== Information shown
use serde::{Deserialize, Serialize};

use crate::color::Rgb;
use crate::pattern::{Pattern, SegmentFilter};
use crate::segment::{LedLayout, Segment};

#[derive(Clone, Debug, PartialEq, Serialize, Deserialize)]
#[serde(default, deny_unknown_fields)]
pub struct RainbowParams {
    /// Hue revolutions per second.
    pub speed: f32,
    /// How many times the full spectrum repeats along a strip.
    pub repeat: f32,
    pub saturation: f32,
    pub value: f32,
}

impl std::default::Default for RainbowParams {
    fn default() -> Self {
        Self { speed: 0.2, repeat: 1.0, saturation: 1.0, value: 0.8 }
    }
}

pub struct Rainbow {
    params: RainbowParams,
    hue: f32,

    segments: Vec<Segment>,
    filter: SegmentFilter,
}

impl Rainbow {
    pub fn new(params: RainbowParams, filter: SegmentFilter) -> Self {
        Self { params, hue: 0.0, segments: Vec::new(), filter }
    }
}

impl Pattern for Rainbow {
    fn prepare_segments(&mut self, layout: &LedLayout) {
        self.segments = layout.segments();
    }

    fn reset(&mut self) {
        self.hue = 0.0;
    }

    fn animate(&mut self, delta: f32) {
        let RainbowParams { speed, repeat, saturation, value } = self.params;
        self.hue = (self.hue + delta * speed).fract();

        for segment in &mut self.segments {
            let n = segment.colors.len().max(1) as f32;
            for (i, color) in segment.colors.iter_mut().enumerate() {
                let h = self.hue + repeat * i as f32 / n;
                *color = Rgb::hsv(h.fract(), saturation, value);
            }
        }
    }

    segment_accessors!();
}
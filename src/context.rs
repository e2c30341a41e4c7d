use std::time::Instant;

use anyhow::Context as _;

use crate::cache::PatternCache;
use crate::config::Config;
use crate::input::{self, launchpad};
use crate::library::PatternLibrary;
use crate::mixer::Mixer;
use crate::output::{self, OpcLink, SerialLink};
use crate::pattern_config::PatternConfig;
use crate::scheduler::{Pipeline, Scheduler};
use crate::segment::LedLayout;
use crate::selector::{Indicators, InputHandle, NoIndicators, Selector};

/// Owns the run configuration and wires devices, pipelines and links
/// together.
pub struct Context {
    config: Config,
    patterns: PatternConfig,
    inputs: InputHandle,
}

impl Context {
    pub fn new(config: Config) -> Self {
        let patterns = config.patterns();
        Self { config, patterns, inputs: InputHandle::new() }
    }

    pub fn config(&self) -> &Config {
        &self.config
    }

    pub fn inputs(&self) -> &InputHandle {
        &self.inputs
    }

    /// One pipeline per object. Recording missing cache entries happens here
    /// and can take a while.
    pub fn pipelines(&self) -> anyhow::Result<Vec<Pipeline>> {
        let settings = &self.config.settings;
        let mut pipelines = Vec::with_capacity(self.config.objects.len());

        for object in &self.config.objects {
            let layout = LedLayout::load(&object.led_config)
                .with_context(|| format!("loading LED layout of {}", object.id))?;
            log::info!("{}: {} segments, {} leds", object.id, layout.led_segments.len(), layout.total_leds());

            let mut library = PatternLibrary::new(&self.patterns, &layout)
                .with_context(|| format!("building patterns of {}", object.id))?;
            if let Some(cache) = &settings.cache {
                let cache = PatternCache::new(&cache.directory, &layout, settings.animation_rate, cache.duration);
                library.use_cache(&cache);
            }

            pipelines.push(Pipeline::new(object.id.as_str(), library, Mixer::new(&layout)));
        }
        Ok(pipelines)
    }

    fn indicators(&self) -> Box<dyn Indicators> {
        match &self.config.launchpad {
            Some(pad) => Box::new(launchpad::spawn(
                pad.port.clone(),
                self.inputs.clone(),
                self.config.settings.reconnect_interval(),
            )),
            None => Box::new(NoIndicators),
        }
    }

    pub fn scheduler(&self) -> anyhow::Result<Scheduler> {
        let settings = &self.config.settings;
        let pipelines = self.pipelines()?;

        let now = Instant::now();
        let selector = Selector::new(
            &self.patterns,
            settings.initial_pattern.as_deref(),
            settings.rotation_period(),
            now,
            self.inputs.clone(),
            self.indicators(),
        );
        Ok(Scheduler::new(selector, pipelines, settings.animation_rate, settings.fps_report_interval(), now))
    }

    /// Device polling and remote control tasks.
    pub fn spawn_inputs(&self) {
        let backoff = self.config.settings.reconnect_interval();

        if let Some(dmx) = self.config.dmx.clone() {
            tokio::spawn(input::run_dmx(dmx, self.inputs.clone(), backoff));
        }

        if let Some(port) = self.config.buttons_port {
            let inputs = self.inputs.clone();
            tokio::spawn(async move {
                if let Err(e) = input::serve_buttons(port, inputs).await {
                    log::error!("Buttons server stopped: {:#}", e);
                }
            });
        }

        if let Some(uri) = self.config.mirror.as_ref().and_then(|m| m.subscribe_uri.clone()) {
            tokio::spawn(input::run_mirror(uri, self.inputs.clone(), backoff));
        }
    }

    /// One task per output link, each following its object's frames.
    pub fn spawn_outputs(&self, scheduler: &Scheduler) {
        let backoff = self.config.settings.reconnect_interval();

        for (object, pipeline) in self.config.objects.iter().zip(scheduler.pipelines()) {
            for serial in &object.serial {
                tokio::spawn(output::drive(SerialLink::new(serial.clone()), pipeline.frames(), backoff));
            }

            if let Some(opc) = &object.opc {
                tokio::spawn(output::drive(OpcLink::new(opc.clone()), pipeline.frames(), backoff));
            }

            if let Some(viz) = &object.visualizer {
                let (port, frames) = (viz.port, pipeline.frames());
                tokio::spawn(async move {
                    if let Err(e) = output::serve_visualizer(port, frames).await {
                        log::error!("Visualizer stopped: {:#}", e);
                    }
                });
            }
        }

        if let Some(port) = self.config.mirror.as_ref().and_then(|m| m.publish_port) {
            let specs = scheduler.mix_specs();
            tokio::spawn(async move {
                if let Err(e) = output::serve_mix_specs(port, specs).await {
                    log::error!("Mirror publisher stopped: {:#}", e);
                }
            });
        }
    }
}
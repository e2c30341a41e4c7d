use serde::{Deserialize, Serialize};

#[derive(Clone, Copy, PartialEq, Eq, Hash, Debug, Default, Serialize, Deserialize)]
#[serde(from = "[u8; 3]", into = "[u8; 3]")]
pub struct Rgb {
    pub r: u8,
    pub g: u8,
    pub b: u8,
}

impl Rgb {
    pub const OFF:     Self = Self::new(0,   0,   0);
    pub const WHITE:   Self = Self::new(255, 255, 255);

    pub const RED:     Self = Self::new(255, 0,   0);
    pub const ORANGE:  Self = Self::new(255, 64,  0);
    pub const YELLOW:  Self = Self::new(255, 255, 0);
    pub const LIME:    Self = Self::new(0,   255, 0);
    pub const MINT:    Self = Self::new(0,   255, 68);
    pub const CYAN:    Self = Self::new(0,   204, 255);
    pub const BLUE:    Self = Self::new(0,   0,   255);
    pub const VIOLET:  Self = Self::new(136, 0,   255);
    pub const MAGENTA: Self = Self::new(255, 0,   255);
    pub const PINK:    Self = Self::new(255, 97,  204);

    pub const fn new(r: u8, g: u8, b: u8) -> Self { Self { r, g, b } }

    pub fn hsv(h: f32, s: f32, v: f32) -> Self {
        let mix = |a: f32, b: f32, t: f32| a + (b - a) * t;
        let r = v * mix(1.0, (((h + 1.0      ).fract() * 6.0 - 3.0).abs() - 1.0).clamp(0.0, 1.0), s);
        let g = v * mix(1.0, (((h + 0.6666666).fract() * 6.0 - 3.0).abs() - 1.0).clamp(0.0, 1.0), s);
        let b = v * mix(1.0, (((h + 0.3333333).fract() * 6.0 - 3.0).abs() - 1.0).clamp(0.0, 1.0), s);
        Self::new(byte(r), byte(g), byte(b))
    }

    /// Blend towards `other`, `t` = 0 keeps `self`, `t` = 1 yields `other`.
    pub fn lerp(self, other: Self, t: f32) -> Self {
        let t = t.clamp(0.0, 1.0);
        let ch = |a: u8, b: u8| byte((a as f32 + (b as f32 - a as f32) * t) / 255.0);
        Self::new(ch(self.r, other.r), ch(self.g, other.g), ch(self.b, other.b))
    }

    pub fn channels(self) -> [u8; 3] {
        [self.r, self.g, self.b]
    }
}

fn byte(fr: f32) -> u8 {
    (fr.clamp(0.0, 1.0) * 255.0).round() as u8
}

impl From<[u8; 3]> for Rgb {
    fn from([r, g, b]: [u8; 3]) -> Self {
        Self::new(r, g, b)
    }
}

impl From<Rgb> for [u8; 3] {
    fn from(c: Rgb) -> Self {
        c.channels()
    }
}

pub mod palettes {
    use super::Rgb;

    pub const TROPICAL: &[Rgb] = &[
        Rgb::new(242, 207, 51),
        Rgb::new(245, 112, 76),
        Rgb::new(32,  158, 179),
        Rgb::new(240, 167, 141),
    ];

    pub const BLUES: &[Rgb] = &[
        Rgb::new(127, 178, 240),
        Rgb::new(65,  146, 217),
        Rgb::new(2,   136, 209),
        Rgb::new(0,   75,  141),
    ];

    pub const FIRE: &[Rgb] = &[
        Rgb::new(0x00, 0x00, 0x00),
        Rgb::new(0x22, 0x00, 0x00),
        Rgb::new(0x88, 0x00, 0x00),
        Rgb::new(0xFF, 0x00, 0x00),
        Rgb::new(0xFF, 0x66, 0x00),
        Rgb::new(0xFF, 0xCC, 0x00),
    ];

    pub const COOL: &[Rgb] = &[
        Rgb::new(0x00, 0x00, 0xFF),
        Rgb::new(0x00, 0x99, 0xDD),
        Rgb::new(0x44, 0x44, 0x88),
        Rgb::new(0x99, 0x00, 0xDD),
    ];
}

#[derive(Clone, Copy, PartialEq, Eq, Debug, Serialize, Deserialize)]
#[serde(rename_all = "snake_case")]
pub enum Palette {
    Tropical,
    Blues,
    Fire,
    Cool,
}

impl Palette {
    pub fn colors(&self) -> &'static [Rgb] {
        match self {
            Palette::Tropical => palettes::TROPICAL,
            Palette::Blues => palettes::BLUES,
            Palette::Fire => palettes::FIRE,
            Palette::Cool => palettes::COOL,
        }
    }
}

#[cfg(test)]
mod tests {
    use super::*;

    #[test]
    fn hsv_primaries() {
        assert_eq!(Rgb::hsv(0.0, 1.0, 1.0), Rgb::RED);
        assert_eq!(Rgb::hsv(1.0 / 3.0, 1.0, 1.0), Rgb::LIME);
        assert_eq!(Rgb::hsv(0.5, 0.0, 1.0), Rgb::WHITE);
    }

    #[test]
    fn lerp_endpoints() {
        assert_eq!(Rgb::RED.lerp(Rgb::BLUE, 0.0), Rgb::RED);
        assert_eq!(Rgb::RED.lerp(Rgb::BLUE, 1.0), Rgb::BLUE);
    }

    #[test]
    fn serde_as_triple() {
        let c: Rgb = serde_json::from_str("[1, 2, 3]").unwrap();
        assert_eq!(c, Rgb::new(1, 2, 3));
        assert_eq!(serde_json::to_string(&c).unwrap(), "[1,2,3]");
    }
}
====
== Information shown
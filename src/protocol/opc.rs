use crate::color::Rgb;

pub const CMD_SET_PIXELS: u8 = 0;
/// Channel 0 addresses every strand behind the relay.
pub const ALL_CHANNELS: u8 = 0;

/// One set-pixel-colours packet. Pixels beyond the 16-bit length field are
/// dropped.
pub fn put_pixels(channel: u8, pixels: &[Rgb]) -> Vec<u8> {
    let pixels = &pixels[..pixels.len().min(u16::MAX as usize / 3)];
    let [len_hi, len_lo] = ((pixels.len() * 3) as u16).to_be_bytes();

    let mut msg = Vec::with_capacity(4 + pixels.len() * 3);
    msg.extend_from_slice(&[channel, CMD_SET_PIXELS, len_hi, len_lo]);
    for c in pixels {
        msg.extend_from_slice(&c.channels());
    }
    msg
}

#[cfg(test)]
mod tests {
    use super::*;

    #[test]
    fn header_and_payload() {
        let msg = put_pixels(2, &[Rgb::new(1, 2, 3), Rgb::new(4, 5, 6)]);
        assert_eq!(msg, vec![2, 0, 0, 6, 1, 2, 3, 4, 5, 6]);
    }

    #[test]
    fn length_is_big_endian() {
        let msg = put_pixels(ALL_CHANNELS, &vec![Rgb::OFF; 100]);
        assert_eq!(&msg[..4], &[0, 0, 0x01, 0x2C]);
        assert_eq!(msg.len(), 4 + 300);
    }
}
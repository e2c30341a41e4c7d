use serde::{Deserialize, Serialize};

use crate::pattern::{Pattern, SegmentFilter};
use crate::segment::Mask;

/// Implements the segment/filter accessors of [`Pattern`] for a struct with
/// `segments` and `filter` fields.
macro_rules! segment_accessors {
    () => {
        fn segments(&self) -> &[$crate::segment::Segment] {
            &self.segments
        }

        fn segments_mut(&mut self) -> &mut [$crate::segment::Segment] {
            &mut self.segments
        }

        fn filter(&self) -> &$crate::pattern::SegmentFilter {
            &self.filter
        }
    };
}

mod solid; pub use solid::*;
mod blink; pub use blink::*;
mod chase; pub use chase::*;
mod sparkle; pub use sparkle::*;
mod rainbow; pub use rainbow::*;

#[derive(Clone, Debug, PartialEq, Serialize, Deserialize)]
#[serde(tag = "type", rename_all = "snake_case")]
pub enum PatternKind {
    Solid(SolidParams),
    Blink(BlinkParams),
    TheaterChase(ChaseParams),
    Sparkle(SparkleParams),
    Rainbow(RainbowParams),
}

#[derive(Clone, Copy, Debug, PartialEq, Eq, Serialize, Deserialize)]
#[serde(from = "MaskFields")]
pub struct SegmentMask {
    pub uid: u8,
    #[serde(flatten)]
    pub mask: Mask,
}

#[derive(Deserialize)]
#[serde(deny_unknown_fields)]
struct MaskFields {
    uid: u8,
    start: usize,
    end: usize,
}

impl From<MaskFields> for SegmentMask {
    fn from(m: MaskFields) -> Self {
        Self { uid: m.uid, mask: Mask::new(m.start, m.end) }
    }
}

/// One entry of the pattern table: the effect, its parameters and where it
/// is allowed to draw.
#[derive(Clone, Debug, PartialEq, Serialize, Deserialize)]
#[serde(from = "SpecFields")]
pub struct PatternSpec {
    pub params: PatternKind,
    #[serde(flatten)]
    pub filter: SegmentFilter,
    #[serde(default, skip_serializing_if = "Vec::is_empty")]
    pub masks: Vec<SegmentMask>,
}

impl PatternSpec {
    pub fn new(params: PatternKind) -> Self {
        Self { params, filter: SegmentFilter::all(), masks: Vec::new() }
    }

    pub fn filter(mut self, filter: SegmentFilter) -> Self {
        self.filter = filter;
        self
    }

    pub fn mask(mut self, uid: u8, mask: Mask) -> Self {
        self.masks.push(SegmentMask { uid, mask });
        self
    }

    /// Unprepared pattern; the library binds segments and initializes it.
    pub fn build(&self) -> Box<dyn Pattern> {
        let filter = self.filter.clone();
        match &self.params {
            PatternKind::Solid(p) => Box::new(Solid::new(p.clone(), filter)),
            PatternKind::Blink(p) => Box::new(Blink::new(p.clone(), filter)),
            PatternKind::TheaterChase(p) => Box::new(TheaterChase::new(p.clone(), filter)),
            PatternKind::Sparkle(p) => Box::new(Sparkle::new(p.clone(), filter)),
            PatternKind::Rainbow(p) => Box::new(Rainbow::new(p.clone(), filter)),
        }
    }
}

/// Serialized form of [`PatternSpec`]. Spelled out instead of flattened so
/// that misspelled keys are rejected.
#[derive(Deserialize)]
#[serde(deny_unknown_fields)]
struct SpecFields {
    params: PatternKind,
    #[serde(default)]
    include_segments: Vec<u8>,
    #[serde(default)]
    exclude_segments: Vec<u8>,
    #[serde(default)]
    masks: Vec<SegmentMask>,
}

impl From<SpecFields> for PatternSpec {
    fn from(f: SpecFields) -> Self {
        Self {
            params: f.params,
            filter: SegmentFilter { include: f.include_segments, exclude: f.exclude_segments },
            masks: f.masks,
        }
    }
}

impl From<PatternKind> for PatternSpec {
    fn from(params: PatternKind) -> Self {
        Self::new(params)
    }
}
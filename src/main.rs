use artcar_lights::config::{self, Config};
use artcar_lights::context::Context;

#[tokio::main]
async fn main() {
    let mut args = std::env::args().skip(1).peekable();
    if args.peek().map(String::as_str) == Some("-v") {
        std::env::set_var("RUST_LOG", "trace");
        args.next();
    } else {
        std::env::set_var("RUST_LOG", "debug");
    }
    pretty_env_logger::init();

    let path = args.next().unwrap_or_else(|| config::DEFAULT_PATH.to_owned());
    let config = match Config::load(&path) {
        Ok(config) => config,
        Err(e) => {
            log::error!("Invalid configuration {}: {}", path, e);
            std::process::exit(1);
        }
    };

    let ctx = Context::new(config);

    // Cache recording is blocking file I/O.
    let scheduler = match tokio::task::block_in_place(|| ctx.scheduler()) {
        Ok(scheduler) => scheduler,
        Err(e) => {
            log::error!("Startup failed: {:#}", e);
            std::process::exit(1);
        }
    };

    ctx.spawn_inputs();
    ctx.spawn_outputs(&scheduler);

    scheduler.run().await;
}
====
- [Work instruction] Copy each line of the records containing the string "PatternCache".

- [Answer]
use crate::cache::PatternCache;
                let cache = PatternCache::new(&cache.directory, &layout, settings.animation_rate, cache.duration);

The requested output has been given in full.